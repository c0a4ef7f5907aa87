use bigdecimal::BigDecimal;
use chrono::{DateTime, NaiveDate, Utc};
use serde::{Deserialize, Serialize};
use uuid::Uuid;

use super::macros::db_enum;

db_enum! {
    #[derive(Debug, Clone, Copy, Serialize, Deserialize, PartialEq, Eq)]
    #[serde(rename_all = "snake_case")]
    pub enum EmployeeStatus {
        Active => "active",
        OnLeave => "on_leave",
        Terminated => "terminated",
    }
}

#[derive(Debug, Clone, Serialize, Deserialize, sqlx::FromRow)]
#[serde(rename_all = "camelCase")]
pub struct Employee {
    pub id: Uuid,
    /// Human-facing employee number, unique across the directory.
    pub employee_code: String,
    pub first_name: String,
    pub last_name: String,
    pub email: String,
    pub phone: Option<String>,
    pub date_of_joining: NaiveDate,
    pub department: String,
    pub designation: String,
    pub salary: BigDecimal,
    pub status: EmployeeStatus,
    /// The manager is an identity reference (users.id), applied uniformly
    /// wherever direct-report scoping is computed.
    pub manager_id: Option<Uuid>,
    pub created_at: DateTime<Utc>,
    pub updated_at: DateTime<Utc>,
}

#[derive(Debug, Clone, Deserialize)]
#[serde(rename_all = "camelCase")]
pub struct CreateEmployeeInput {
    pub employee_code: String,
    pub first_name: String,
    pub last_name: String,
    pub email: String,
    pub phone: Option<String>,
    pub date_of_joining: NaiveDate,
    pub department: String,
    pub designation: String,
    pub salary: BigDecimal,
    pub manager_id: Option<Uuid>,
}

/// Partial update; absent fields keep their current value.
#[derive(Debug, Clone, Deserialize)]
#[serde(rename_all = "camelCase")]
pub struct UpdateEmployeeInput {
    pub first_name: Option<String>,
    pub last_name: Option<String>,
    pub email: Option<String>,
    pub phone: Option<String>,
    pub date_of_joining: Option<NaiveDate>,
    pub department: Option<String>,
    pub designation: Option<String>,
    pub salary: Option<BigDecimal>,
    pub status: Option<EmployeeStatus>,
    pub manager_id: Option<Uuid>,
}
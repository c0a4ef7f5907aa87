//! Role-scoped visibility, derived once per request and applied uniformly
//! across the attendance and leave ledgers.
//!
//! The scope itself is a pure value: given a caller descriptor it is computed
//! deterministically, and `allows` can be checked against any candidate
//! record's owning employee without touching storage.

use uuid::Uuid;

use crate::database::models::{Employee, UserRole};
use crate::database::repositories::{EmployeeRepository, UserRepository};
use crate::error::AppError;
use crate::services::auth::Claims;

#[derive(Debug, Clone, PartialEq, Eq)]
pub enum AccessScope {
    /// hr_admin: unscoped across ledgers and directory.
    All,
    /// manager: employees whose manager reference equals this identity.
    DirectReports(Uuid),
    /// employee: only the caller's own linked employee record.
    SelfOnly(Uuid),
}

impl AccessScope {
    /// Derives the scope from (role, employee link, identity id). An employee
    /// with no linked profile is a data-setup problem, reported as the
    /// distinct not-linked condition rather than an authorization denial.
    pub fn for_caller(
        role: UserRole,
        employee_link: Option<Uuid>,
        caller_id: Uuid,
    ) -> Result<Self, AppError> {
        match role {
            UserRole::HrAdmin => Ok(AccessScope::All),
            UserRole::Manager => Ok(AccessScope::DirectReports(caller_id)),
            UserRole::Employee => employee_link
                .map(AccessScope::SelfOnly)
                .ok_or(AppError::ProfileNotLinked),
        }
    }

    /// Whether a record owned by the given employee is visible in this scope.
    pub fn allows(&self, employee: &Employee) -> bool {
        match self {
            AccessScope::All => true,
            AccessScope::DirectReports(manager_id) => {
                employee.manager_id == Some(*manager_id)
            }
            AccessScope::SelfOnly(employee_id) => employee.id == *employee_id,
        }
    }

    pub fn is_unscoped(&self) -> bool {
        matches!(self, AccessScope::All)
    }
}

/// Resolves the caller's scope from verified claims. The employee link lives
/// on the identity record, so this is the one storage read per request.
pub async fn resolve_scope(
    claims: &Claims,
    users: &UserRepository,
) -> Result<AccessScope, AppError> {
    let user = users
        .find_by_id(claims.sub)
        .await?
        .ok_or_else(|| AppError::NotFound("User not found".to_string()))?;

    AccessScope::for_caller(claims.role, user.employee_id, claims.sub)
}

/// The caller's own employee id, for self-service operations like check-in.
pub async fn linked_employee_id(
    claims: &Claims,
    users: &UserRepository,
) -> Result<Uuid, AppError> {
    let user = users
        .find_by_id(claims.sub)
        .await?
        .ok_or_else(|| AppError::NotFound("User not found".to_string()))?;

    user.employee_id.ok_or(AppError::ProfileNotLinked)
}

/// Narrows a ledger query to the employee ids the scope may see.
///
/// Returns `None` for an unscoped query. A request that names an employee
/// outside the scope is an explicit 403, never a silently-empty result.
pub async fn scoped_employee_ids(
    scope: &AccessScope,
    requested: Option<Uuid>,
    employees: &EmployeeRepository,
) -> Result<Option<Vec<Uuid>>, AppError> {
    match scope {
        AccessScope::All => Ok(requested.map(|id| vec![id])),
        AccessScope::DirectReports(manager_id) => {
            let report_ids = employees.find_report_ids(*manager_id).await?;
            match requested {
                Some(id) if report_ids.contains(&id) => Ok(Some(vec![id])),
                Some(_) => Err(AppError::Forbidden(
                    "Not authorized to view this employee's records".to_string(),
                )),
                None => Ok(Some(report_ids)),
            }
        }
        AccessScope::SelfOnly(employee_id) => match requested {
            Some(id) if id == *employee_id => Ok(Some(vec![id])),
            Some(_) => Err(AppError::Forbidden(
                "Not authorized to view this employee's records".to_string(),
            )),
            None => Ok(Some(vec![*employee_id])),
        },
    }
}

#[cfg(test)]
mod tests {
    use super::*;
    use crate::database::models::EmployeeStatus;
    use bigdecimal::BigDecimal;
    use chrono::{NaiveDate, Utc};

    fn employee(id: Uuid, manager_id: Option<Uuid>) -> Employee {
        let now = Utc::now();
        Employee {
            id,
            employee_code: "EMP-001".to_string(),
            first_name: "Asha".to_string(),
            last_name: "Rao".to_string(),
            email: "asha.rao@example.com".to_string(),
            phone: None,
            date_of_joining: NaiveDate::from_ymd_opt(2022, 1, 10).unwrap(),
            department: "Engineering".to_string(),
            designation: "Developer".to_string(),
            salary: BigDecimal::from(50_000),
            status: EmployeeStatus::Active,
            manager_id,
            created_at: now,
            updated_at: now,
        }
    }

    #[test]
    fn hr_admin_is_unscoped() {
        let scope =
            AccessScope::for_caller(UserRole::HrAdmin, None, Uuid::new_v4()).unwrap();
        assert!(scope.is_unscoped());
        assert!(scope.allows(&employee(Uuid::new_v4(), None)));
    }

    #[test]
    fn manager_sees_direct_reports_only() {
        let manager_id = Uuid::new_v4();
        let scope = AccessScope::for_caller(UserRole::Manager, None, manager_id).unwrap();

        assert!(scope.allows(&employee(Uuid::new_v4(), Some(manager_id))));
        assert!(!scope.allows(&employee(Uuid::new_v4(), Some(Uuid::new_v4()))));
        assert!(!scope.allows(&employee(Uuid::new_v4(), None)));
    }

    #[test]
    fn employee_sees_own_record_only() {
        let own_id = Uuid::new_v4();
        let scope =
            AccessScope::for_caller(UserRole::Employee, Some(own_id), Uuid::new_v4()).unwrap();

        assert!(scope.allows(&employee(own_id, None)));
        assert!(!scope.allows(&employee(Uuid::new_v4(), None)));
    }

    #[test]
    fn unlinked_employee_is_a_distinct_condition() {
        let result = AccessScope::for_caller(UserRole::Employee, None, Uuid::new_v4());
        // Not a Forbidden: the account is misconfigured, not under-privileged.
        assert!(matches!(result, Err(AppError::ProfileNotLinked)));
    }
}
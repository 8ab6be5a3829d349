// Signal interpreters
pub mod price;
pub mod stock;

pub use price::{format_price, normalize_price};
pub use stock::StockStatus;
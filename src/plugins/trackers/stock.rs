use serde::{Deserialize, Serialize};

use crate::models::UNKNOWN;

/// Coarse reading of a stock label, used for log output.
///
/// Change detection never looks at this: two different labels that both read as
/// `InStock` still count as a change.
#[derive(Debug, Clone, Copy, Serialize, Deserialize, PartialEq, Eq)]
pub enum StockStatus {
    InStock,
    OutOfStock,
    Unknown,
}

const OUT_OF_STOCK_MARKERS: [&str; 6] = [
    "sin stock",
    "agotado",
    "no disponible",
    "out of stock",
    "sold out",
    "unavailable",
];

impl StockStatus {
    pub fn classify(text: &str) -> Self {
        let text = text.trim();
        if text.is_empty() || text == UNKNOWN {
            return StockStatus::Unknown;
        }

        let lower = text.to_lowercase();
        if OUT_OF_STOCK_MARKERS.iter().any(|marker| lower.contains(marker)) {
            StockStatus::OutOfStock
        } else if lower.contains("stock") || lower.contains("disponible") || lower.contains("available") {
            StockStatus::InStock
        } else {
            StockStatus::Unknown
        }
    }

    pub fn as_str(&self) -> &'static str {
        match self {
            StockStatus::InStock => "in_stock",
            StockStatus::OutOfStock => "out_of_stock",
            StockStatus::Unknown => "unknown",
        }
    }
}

+++

WHAT YOU SHOULD DO - Each line in which the string "EmployeeRepository" is found must be copied from the data.

TASK RESULT -
use crate::database::repositories::{EmployeeRepository, UserRepository};
    employees: &EmployeeRepository,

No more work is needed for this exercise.